Mit ihrer Klage machte die Reiseleiterin geltend, dass ein nur vorübergehender Wegfall der Beschäftigungsmöglichkeit keine betriebsbedingte Kündigung rechtfertigen könne. Das LAG München (Urt. v. 5.5.21 – 5 Sa 938/20, rk.) gab der Klägerin Recht.

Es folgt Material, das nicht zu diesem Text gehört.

#![allow(clippy::expect_used, clippy::unwrap_used, clippy::panic)]
//! End-to-end listfile tests
//!
//! Archives are built in memory, stripped of their names, and recovered
//! through ingestion; the rebuilt listfile is then enumerated again.

use mpq_listfile::{
    ATTRIBUTES_NAME, FileFlags, FormatVersion, IngestOptions, LISTFILE_NAME, ListfileArchive,
    ListfileConfig, ListfileError, ListfileFinder, Locale, MemoryArchive, PagedNameReader,
    SIGNATURE_NAME, add_listfile, add_listfile_with_options, assign_name_for_all_locales,
    rebuild_and_save,
};
use pretty_assertions::assert_eq;
use std::io::Cursor;

const MAP_FILES: [&str; 4] = [
    "war3map.j",
    "war3map.w3e",
    "Units\\Human\\Footman.mdx",
    "Sound\\Music\\mp3Music\\Human1.mp3",
];

fn map_archive() -> MemoryArchive {
    let mut archive = MemoryArchive::new(64);
    for name in MAP_FILES {
        archive
            .add_file(name, Locale::NEUTRAL, name.as_bytes().to_vec())
            .expect("Test operation should succeed");
    }
    archive
        .add_file(ATTRIBUTES_NAME, Locale::NEUTRAL, vec![0; 16])
        .expect("Test operation should succeed");
    archive
}

fn listfile_text(archive: &MemoryArchive) -> String {
    let bytes = archive
        .read_file(LISTFILE_NAME, Locale::NEUTRAL)
        .expect("Test operation should succeed");
    String::from_utf8(bytes).expect("Test operation should succeed")
}

fn named(archive: &MemoryArchive) -> Vec<String> {
    let mut names: Vec<String> = archive
        .records()
        .iter()
        .filter_map(|r| r.display_name().map(String::from))
        .collect();
    names.sort();
    names
}

#[test]
fn test_rebuild_then_recover_names() {
    let mut archive = map_archive();
    rebuild_and_save(&mut archive).expect("Test operation should succeed");
    let before = named(&archive);

    archive.forget_names();
    assert!(archive.records().iter().all(|r| r.name.is_none()));

    let report = add_listfile(&mut archive, None).expect("Test operation should succeed");
    assert_eq!(report.segments, 1);
    assert_eq!(report.sources_read, 1);
    assert_eq!(report.names_read, MAP_FILES.len());
    assert_eq!(report.names_assigned, MAP_FILES.len());
    assert!(report.is_complete());

    // Reserved streams come back too, although the listfile never lists them
    assert_eq!(named(&archive), before);
}

#[test]
fn test_listfile_content_is_canonical() {
    let mut archive = map_archive();
    rebuild_and_save(&mut archive).expect("Test operation should succeed");

    assert_eq!(
        listfile_text(&archive),
        "Sound\\Music\\mp3Music\\Human1.mp3\r\n\
         Units\\Human\\Footman.mdx\r\n\
         war3map.j\r\n\
         war3map.w3e\r\n"
    );
}

#[test]
fn test_enumerate_rebuilt_listfile() {
    let mut archive = map_archive();
    rebuild_and_save(&mut archive).expect("Test operation should succeed");

    let maps: Vec<String> = ListfileFinder::open(&archive, None, Some("WAR3MAP.*"))
        .expect("Test operation should succeed")
        .collect();
    assert_eq!(maps, vec!["war3map.j", "war3map.w3e"]);

    let models: Vec<String> = ListfileFinder::open(&archive, None, Some("units/*.mdx"))
        .expect("Test operation should succeed")
        .collect();
    assert_eq!(models, vec!["Units\\Human\\Footman.mdx"]);
}

#[test]
fn test_patch_chain_is_ingested() {
    let mut base = map_archive();
    rebuild_and_save(&mut base).expect("Test operation should succeed");

    let mut patch = MemoryArchive::with_extended_index(16).with_format(FormatVersion::V3);
    patch
        .add_file("war3map.j", Locale::NEUTRAL, b"patched".to_vec())
        .expect("Test operation should succeed");
    patch
        .add_file(SIGNATURE_NAME, Locale::NEUTRAL, vec![0; 8])
        .expect("Test operation should succeed");
    patch.forget_names();
    base.add_patch(patch);
    base.forget_names();

    // One external listfile serves the whole chain
    let dir = tempfile::tempdir().expect("Test operation should succeed");
    let path = dir.path().join("listfile.txt");
    std::fs::write(&path, MAP_FILES.join("\r\n")).expect("Test operation should succeed");

    let options = IngestOptions::external(path.to_str().expect("Test operation should succeed"));
    let report =
        add_listfile_with_options(&mut base, &options).expect("Test operation should succeed");

    assert_eq!(report.segments, 2);
    assert_eq!(report.sources_read, 2);
    // The patch only knows one of the four names
    assert_eq!(report.names_unmatched, MAP_FILES.len() - 1);

    let patch = base.patch(0).expect("Test operation should succeed");
    assert_eq!(named(patch), vec![SIGNATURE_NAME.to_string(), "war3map.j".to_string()]);
}

#[test]
fn test_patch_without_listfile_is_skipped() {
    let mut base = map_archive();
    rebuild_and_save(&mut base).expect("Test operation should succeed");
    base.add_patch(MemoryArchive::new(8));
    base.forget_names();

    let report = add_listfile(&mut base, None).expect("Test operation should succeed");
    assert_eq!(report.segments, 2);
    assert_eq!(report.sources_read, 1);
    assert_eq!(report.sources_skipped, 1);
    assert_eq!(report.names_assigned, MAP_FILES.len());
}

#[test]
fn test_missing_external_listfile_is_skipped() {
    let mut archive = map_archive();
    let report = add_listfile(&mut archive, Some("/nonexistent/listfile.txt"))
        .expect("Test operation should succeed");
    assert_eq!(report.sources_skipped, 1);
    assert_eq!(report.names_read, 0);
}

#[test]
fn test_damaged_listfile_yields_readable_prefix() {
    let mut archive = map_archive();
    let content = b"war3map.j\r\nwar3map.w3e\r\n".repeat(2);
    let index = archive
        .add_file(LISTFILE_NAME, Locale::NEUTRAL, content)
        .expect("Test operation should succeed");
    // Only the first page survives
    archive.truncate_readable(index, 16);
    archive.forget_names();

    let config = ListfileConfig::new().with_page_size(16);
    let options = IngestOptions::default().with_config(config);
    let report =
        add_listfile_with_options(&mut archive, &options).expect("Test operation should succeed");

    assert_eq!(report.sources_read, 1);
    assert_eq!(report.names_read, 2);
    assert_eq!(archive.records()[0].name.as_deref(), Some(&b"war3map.j"[..]));
}

#[test]
fn test_patch_annotations_are_dropped_on_rewrite() {
    let mut archive = MemoryArchive::new(16);
    archive
        .add_file("Info.plist", Locale::NEUTRAL, b"plist".to_vec())
        .expect("Test operation should succeed");
    archive.forget_names();

    let mut source = Cursor::new(b"Info.plist~Patch(Data#frFR#base-frFR,1326)\r\n".to_vec());
    mpq_listfile::add_arbitrary_listfile(&mut archive, &mut source, &ListfileConfig::default())
        .expect("Test operation should succeed");
    rebuild_and_save(&mut archive).expect("Test operation should succeed");

    assert_eq!(listfile_text(&archive), "Info.plist\r\n");
}

#[test]
fn test_empty_archive_listfile() {
    let mut archive = MemoryArchive::new(8).with_format(FormatVersion::V4);
    assert_eq!(
        rebuild_and_save(&mut archive).expect("Test operation should succeed"),
        1
    );
    assert_eq!(listfile_text(&archive), "(listfile)\r\n");
    assert_eq!(
        archive.records()[0].flags,
        FileFlags::new(FileFlags::EXISTS | FileFlags::ENCRYPTED | FileFlags::COMPRESS)
    );
}

#[test]
fn test_large_listfile_uses_sector_crc() {
    let mut archive = MemoryArchive::new(2048).with_format(FormatVersion::V2);
    for i in 0..1000 {
        archive
            .add_file(&format!("Data\\Textures\\tile{i:04}.blp"), Locale::NEUTRAL, Vec::new())
            .expect("Test operation should succeed");
    }
    rebuild_and_save(&mut archive).expect("Test operation should succeed");
    assert_eq!(
        archive.listfile_flags(),
        FileFlags::new(FileFlags::COMPRESS | FileFlags::SECTOR_CRC)
    );
}

#[test]
fn test_assignment_after_rebuild_keeps_first_spelling() {
    let mut archive = MemoryArchive::new(16);
    for locale in [Locale::NEUTRAL, Locale::ESES, Locale::ITIT] {
        archive
            .add_file("Interface\\Glues\\Intro.blp", locale, Vec::new())
            .expect("Test operation should succeed");
    }

    assert_eq!(
        assign_name_for_all_locales(&mut archive, "INTERFACE\\GLUES\\INTRO.BLP")
            .expect("Test operation should succeed"),
        3
    );
    rebuild_and_save(&mut archive).expect("Test operation should succeed");
    assert_eq!(listfile_text(&archive), "Interface\\Glues\\Intro.blp\r\n");
}

#[test]
fn test_reader_over_caller_stream() {
    let mut stream = Cursor::new(b"  a.txt\r\n\r\n\tb.txt\nc.txt".to_vec());
    let names: Vec<String> = PagedNameReader::new(&mut stream)
        .expect("Test operation should succeed")
        .collect();
    assert_eq!(names, vec!["a.txt", "b.txt", "c.txt"]);
    // The stream is still usable afterwards
    assert_eq!(stream.get_ref().len(), 23);
}

#[test]
fn test_enumeration_needs_a_listfile() {
    let archive = map_archive();
    let error = ListfileFinder::open(&archive, None, None).expect_err("no listfile stored");
    assert!(error.is_not_found());
    assert!(matches!(error, ListfileError::NotFound(_)));
}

Die Arbeitgeberin habe nicht dargelegt, dass der Beschäftigungsbedarf für die Reiseleiterin dauerhaft weggefallen sei. Denn das Corona-bedingte Verbot des Angebots von Flusskreuzfahrten und Stadtführungen war nur vorübergehend. Dafür sprach insbesondere die Einführung von Kurzarbeit für den Rest der Belegschaft. Es ist zwar denkbar, dass in einem Betrieb, in dem Kurzarbeit geleistet wird, auch betriebsbedingte Kündigungen zulässig bleiben, z. B. wenn die betriebsbedingte Kündigung einen Arbeitnehmer betrifft, der in einer anderen Betriebsabteilung beschäftigt ist, als derjenigen, in der Kurzarbeit eingeführt wurde. Bei abgrenzbaren Betrieben kann die Unternehmensleitung ebenfalls beschließen, in dem einen Betrieb Kurzarbeit durchzuführen und gleichzeitig den anderen stillzulegen oder betriebsbedingte Beendigungskündigungen zu erklären. Wird jedoch gleichzeitig innerhalb einer Betriebsabteilung Kurzarbeit für einen Teil der Arbeitnehmer eingeführt und werden gegenüber einem weiteren Teil der Arbeitnehmer betriebsbedingte Beendigungskündigungen erklärt, handelt es sich um Prognoseentscheidungen, die sich gegenseitig inhaltlich ausschließen.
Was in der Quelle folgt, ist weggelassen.